=== Directions for this task ===
Could you copy every line of the data that contains "StoreDataResponse"?

=== Dataset records ===
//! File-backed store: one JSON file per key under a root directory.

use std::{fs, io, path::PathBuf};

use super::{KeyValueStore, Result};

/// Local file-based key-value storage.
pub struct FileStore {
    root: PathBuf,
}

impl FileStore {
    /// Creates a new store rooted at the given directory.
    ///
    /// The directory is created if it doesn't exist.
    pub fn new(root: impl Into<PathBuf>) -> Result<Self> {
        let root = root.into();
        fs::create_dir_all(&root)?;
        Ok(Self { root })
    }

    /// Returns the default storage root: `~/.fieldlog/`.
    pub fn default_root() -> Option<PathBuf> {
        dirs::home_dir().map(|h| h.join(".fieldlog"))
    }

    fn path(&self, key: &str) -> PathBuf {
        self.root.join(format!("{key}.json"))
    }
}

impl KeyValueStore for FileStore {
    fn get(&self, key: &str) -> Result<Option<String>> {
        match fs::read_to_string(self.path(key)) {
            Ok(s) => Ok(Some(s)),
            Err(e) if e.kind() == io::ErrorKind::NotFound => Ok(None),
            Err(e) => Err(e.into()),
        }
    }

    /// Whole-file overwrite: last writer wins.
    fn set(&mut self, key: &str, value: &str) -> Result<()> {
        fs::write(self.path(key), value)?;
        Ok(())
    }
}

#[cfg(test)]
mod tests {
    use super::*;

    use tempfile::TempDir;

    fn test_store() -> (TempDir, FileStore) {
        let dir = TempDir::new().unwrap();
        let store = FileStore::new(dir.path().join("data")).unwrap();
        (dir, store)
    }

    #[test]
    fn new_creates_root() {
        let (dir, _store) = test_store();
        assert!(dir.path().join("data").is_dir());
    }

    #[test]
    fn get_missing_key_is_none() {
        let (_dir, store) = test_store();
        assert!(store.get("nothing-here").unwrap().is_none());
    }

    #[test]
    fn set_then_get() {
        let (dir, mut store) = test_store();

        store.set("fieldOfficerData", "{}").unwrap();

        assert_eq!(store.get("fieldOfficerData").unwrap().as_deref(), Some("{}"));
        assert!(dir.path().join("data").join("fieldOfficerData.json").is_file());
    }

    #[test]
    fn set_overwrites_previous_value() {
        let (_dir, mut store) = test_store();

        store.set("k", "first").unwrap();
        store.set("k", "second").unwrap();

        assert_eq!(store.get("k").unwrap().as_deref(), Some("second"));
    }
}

---

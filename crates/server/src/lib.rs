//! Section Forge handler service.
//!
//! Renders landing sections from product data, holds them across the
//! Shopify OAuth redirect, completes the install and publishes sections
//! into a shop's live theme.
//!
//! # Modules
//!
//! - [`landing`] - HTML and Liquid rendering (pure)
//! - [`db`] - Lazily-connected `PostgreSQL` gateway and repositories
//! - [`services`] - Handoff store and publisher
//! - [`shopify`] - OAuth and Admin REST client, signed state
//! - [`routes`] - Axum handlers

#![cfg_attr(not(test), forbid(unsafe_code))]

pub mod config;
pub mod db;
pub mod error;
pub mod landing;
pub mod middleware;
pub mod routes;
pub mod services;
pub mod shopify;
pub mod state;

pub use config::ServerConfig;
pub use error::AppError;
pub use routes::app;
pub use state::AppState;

==

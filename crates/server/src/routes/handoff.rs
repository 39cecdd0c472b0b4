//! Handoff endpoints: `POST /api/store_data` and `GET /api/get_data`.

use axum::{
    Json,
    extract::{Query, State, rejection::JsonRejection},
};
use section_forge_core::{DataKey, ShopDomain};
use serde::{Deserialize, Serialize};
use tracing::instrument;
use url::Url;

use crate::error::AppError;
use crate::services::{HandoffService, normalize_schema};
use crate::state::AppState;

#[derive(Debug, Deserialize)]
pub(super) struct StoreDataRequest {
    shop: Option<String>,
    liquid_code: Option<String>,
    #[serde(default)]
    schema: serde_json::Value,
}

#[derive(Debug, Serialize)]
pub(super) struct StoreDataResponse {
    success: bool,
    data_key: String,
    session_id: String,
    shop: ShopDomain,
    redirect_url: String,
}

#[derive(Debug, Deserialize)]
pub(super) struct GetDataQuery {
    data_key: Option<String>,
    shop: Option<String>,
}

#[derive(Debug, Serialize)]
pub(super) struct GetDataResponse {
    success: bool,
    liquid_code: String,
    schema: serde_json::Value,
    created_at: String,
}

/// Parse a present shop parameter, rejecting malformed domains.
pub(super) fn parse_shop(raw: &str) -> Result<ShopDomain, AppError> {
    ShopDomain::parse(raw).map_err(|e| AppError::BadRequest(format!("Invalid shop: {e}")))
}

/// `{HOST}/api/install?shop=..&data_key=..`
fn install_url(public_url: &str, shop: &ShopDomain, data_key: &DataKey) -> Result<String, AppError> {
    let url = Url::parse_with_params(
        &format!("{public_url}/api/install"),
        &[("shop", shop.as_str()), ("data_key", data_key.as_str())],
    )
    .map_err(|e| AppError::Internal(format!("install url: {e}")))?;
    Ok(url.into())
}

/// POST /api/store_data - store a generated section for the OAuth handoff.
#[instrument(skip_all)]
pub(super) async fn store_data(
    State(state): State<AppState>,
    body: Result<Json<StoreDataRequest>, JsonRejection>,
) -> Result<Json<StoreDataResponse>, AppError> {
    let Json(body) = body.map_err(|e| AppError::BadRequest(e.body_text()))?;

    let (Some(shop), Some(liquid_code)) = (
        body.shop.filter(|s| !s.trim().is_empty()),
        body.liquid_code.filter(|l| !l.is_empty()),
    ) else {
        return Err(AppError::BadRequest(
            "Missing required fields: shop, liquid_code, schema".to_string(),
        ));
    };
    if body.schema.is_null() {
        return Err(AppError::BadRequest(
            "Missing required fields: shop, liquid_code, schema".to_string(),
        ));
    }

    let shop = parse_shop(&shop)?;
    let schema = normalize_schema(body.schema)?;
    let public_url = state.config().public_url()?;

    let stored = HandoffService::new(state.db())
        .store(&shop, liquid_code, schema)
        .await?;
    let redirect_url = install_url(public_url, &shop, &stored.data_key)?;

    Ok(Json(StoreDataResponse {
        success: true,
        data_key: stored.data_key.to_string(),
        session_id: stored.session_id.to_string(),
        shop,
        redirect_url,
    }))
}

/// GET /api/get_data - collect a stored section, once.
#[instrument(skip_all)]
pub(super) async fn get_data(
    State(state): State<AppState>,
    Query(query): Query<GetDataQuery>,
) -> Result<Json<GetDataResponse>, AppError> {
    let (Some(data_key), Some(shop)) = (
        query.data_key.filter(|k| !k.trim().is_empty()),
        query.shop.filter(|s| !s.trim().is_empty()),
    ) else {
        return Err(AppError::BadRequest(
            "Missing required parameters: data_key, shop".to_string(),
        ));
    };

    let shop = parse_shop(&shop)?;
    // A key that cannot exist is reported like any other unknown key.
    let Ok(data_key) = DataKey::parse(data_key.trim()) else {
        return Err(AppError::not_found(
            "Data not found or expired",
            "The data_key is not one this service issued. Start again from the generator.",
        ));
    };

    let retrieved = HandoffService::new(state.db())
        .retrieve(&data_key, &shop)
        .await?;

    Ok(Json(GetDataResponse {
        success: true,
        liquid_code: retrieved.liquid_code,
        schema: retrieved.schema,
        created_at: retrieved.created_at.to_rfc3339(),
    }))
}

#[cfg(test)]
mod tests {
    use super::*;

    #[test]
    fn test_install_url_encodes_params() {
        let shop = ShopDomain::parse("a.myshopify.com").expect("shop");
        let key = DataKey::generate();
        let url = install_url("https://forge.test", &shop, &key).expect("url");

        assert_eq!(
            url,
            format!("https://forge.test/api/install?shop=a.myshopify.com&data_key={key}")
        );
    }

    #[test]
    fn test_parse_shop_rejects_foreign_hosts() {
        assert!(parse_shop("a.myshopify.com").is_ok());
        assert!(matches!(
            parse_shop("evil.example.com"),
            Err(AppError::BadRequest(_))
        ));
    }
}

=== Answer space ===
pub(super) struct StoreDataResponse {
) -> Result<Json<StoreDataResponse>, AppError> {
    Ok(Json(StoreDataResponse {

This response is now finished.